Jetzt wissen wir, was Vertrauen ist und, was noch viel wichtiger ist, was es bewirkt. Doch wie entsteht Vertrauen? Interessanterweise ist Vertrauen keineswegs die Folge eines bewussten, rationalen Ab-wägens, sondern einer rasend schnellen und meist völlig unbewussten Entscheidung unseres Gehirns. Es basiert auf einem folgenschweren Gesamturteil, das unser Gehirn bereits in den ersten Sekunden unseres Zusammenseins mit einer Person fällt, und das alles Weitere maßgeblich beeinflusst und entscheidet: Denn Vertrauen entsteht nur, wenn
- wir uns in der Gegenwart des Anderen wirklich wohl und sicher fühlen und
- all unsere archaischen und instinktiven Alarm-, Abwehr- und Überlebenssysteme komplett ausgeschaltet sind.

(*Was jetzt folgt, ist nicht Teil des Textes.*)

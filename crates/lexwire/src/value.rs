//! Dynamically-typed domain values handed to the encoder and returned by the
//! decoder.
//!
//! [`Value`] is the closed set of shapes the encoder distinguishes. Stateful
//! domain objects live behind [`Value::Object`] and describe themselves
//! through the [`DomainObject`] trait: an ordered list of type tags used for
//! renderer dispatch and an optional stable identity used for caching.

use std::any::Any;
use std::collections::BTreeMap;
use std::fmt;
use std::rc::Rc;

use serde_json::Number;

/// Plain mapping with unique string keys.
pub type ValueMap = BTreeMap<String, Value>;

/// A stateful domain object that renderers know how to encode.
///
/// # Example
///
/// ```
/// use lexwire::DomainObject;
///
/// #[derive(Debug)]
/// struct Process {
///     pid: u64,
/// }
///
/// impl DomainObject for Process {
///     fn type_tags(&self) -> &[&'static str] {
///         &["Process", "BaseObject"]
///     }
///
///     fn object_id(&self) -> Option<u64> {
///         Some(self.pid)
///     }
/// }
/// ```
pub trait DomainObject: Any + fmt::Debug {
    /// Type tags describing the object, most specific first.
    ///
    /// The registry walks this list in order and picks the first tag any
    /// renderer claims.
    fn type_tags(&self) -> &[&'static str];

    /// Stable identity of the object, if it has one.
    fn object_id(&self) -> Option<u64> {
        None
    }
}

/// A domain value.
#[derive(Debug, Clone, Default)]
pub enum Value {
    /// Absent value.
    #[default]
    Null,
    /// Boolean literal.
    Bool(bool),
    /// Integer or floating point literal.
    Number(Number),
    /// Unicode text.
    Text(String),
    /// Raw bytes that may or may not be valid UTF-8.
    Bytes(Vec<u8>),
    /// Ordered sequence.
    List(Vec<Value>),
    /// Plain mapping.
    Map(ValueMap),
    /// Unordered collection.
    Set(Vec<Value>),
    /// Shared handle to a stateful domain object.
    Object(Rc<dyn DomainObject>),
    /// Incidental value with no serialisable form.
    Opaque {
        /// Name of the value's type, used for logging.
        type_name: String,
    },
}

impl Value {
    /// Wraps a domain object.
    #[must_use]
    pub fn object<T: DomainObject>(object: T) -> Self {
        Self::Object(Rc::new(object))
    }

    /// Creates an opaque value that will encode as `null`.
    #[must_use]
    pub fn opaque(type_name: impl Into<String>) -> Self {
        Self::Opaque {
            type_name: type_name.into(),
        }
    }

    /// Short name of the value's shape, used in errors and log records.
    #[must_use]
    pub const fn kind_name(&self) -> &'static str {
        match self {
            Self::Null => "null",
            Self::Bool(_) => "bool",
            Self::Number(_) => "number",
            Self::Text(_) => "text",
            Self::Bytes(_) => "bytes",
            Self::List(_) => "list",
            Self::Map(_) => "map",
            Self::Set(_) => "set",
            Self::Object(_) => "object",
            Self::Opaque { .. } => "opaque",
        }
    }

    /// Most descriptive type name available for the value.
    #[must_use]
    pub fn type_name(&self) -> &str {
        match self {
            Self::Object(object) => object.type_tags().first().copied().unwrap_or("object"),
            Self::Opaque { type_name } => type_name.as_str(),
            other => other.kind_name(),
        }
    }

    /// Returns the domain object handle, if this is an object.
    #[must_use]
    pub const fn as_object(&self) -> Option<&Rc<dyn DomainObject>> {
        match self {
            Self::Object(object) => Some(object),
            _ => None,
        }
    }

    /// Returns the mapping, if this is a plain mapping.
    #[must_use]
    pub const fn as_map(&self) -> Option<&ValueMap> {
        match self {
            Self::Map(map) => Some(map),
            _ => None,
        }
    }

    /// Returns the text, if this is a unicode string.
    #[must_use]
    pub fn as_text(&self) -> Option<&str> {
        match self {
            Self::Text(text) => Some(text.as_str()),
            _ => None,
        }
    }

    /// Returns the integer, if this is an unsigned integer literal.
    #[must_use]
    pub fn as_u64(&self) -> Option<u64> {
        match self {
            Self::Number(number) => number.as_u64(),
            _ => None,
        }
    }

    /// Downcasts an object value to its concrete type.
    #[must_use]
    pub fn downcast_ref<T: DomainObject>(&self) -> Option<&T> {
        let object: &dyn DomainObject = &**self.as_object()?;
        let any: &dyn Any = object;
        any.downcast_ref::<T>()
    }

    /// Stable identity of the wrapped object, if any.
    #[must_use]
    pub fn object_id(&self) -> Option<u64> {
        self.as_object().and_then(|object| object.object_id())
    }

    /// Returns `true` when both values wrap the same object instance.
    #[must_use]
    pub fn same_object(&self, other: &Self) -> bool {
        match (self, other) {
            (Self::Object(left), Self::Object(right)) => Rc::ptr_eq(left, right),
            _ => false,
        }
    }
}

impl PartialEq for Value {
    fn eq(&self, other: &Self) -> bool {
        match (self, other) {
            (Self::Null, Self::Null) => true,
            (Self::Bool(left), Self::Bool(right)) => left == right,
            (Self::Number(left), Self::Number(right)) => left == right,
            (Self::Text(left), Self::Text(right)) => left == right,
            (Self::Bytes(left), Self::Bytes(right)) => left == right,
            (Self::List(left), Self::List(right)) | (Self::Set(left), Self::Set(right)) => {
                left == right
            }
            (Self::Map(left), Self::Map(right)) => left == right,
            (Self::Object(_), Self::Object(_)) => self.same_object(other),
            (Self::Opaque { type_name: left }, Self::Opaque { type_name: right }) => left == right,
            _ => false,
        }
    }
}

impl From<bool> for Value {
    fn from(value: bool) -> Self {
        Self::Bool(value)
    }
}

impl From<i64> for Value {
    fn from(value: i64) -> Self {
        Self::Number(value.into())
    }
}

impl From<u64> for Value {
    fn from(value: u64) -> Self {
        Self::Number(value.into())
    }
}

impl From<i32> for Value {
    fn from(value: i32) -> Self {
        Self::Number(value.into())
    }
}

impl From<u32> for Value {
    fn from(value: u32) -> Self {
        Self::Number(value.into())
    }
}

/// Non-finite floats have no JSON form and become [`Value::Null`].
impl From<f64> for Value {
    fn from(value: f64) -> Self {
        Number::from_f64(value).map_or(Self::Null, Self::Number)
    }
}

impl From<&str> for Value {
    fn from(value: &str) -> Self {
        Self::Text(value.to_owned())
    }
}

impl From<String> for Value {
    fn from(value: String) -> Self {
        Self::Text(value)
    }
}

impl From<&[u8]> for Value {
    fn from(value: &[u8]) -> Self {
        Self::Bytes(value.to_vec())
    }
}

impl From<Vec<u8>> for Value {
    fn from(value: Vec<u8>) -> Self {
        Self::Bytes(value)
    }
}

impl From<Vec<Self>> for Value {
    fn from(value: Vec<Self>) -> Self {
        Self::List(value)
    }
}

impl From<ValueMap> for Value {
    fn from(value: ValueMap) -> Self {
        Self::Map(value)
    }
}
//! Renderer capability registry.
//!
//! The [`Registry`] owns the renderers a session knows about and answers two
//! questions: which renderer encodes a given domain object, and which
//! renderer a previously encoded `"type"` field names. Dispatch walks the
//! object's type tags most specific first; when several renderers claim the
//! same tag, the one registered first wins.

use std::collections::HashMap;
use std::fmt;

use crate::error::{LookupError, RegistryError};
use crate::renderer::{ObjectRenderer, SET_TYPE, TreeNodeRenderer};
use crate::value::Value;

/// Ordered table of renderer capabilities.
///
/// # Example
///
/// ```
/// use lexwire::{Registry, TreeNode, TreeNodeRenderer, Value};
///
/// let mut registry = Registry::new();
/// registry.register(TreeNodeRenderer).expect("registration succeeds");
///
/// let node = Value::object(TreeNode::new(Value::from("child")));
/// let renderer = registry.resolve(&node).expect("tree nodes have a renderer");
/// assert_eq!(renderer.name(), "TreeNode");
/// assert!(registry.resolve_by_name("Missing").is_err());
/// ```
#[derive(Default)]
pub struct Registry {
    renderers: Vec<Box<dyn ObjectRenderer>>,
    by_name: HashMap<String, usize>,
    by_type: HashMap<String, Vec<usize>>,
}

impl Registry {
    /// Creates an empty registry.
    #[must_use]
    pub fn new() -> Self {
        Self::default()
    }

    /// Creates a registry holding the renderers this crate ships.
    #[must_use]
    pub fn with_builtins() -> Self {
        let mut registry = Self::new();
        registry.insert(Box::new(TreeNodeRenderer));
        registry
    }

    /// Registers a renderer after validating its name.
    ///
    /// # Errors
    ///
    /// Returns [`RegistryError`] if the name is blank, reserved by the wire
    /// format, or already registered.
    pub fn register<R>(&mut self, renderer: R) -> Result<(), RegistryError>
    where
        R: ObjectRenderer + 'static,
    {
        let name = renderer.name();
        if name.trim().is_empty() {
            return Err(RegistryError::BlankName);
        }
        if name == SET_TYPE {
            return Err(RegistryError::ReservedName {
                name: name.to_owned(),
            });
        }
        if self.by_name.contains_key(name) {
            return Err(RegistryError::Duplicate {
                name: name.to_owned(),
            });
        }
        self.insert(Box::new(renderer));
        Ok(())
    }

    fn insert(&mut self, renderer: Box<dyn ObjectRenderer>) {
        let index = self.renderers.len();
        self.by_name.insert(renderer.name().to_owned(), index);
        for tag in renderer.renders_types() {
            self.by_type.entry((*tag).to_owned()).or_default().push(index);
        }
        self.renderers.push(renderer);
    }

    /// Picks the renderer for a domain object.
    ///
    /// Only [`Value::Object`] values dispatch through the registry; every
    /// other shape is handled by the encoder itself and yields `None`.
    #[must_use]
    pub fn resolve(&self, value: &Value) -> Option<&dyn ObjectRenderer> {
        let object = value.as_object()?;
        self.resolve_tags(object.type_tags())
    }

    /// Picks the renderer for an ordered list of type tags.
    #[must_use]
    pub fn resolve_tags(&self, tags: &[&str]) -> Option<&dyn ObjectRenderer> {
        tags.iter()
            .find_map(|tag| self.by_type.get(*tag).and_then(|indices| indices.first()))
            .and_then(|index| self.renderers.get(*index))
            .map(|renderer| renderer.as_ref())
    }

    /// Looks a renderer up by its stable name.
    ///
    /// # Errors
    ///
    /// Returns [`LookupError`] when no renderer carries `name`.
    pub fn resolve_by_name(&self, name: &str) -> Result<&dyn ObjectRenderer, LookupError> {
        self.by_name
            .get(name)
            .and_then(|index| self.renderers.get(*index))
            .map(|renderer| renderer.as_ref())
            .ok_or_else(|| LookupError::new(name))
    }

    /// Names of the registered renderers in registration order.
    #[must_use]
    pub fn names(&self) -> Vec<&str> {
        self.renderers.iter().map(|renderer| renderer.name()).collect()
    }

    /// Returns the number of registered renderers.
    #[must_use]
    pub fn len(&self) -> usize {
        self.renderers.len()
    }

    /// Returns `true` when no renderers are registered.
    #[must_use]
    pub fn is_empty(&self) -> bool {
        self.renderers.is_empty()
    }
}

impl fmt::Debug for Registry {
    fn fmt(&self, formatter: &mut fmt::Formatter<'_>) -> fmt::Result {
        formatter
            .debug_struct("Registry")
            .field("renderers", &self.names())
            .finish()
    }
}
//! Destinations for flushed command batches.

use std::io::{self, Write};

/// Receives one serialised command batch per flush.
pub trait Sink {
    /// Writes a complete batch.
    ///
    /// # Errors
    ///
    /// Returns the underlying I/O error when the batch cannot be delivered.
    fn write_batch(&mut self, batch: &str) -> io::Result<()>;
}

impl Sink for Vec<String> {
    fn write_batch(&mut self, batch: &str) -> io::Result<()> {
        self.push(batch.to_owned());
        Ok(())
    }
}

impl<S: Sink + ?Sized> Sink for &mut S {
    fn write_batch(&mut self, batch: &str) -> io::Result<()> {
        (**self).write_batch(batch)
    }
}

/// Writes each batch as one newline-terminated line.
#[derive(Debug)]
pub struct IoSink<W> {
    writer: W,
}

impl<W: Write> IoSink<W> {
    /// Wraps a writer.
    #[must_use]
    pub const fn new(writer: W) -> Self {
        Self { writer }
    }

    /// Returns the wrapped writer.
    #[must_use]
    pub fn into_inner(self) -> W {
        self.writer
    }
}

impl<W: Write> Sink for IoSink<W> {
    fn write_batch(&mut self, batch: &str) -> io::Result<()> {
        self.writer.write_all(batch.as_bytes())?;
        self.writer.write_all(b"\n")?;
        self.writer.flush()
    }
}

#[cfg(test)]
mod tests {
    use super::*;

    #[test]
    fn io_sink_writes_one_line_per_batch() {
        let mut sink = IoSink::new(Vec::new());
        sink.write_batch(r#"[["l",{}]]"#).expect("write");
        sink.write_batch(r#"[["l",{}],["e","boom"]]"#).expect("write");
        let written = String::from_utf8(sink.into_inner()).expect("utf8");
        assert_eq!(written, "[[\"l\",{}]]\n[[\"l\",{}],[\"e\",\"boom\"]]\n");
    }

    #[test]
    fn borrowed_sinks_forward_batches() {
        fn deliver(mut sink: impl Sink) {
            sink.write_batch("[]").expect("write");
        }

        let mut batches: Vec<String> = Vec::new();
        deliver(&mut batches);
        assert_eq!(batches, vec!["[]".to_owned()]);
    }
}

Dann stellt sich unser Gehirn auf den Modus "Freund" ein. Das heißt: Wir (ver-)trauen dem Anderen, und er genießt unsere Sympathie. Also darf er sich nun auch eine Menge erlauben – wie ein guter Freund, mit dem wir auch nicht immer einer Meinung sind und dem wir schon manches verziehen haben.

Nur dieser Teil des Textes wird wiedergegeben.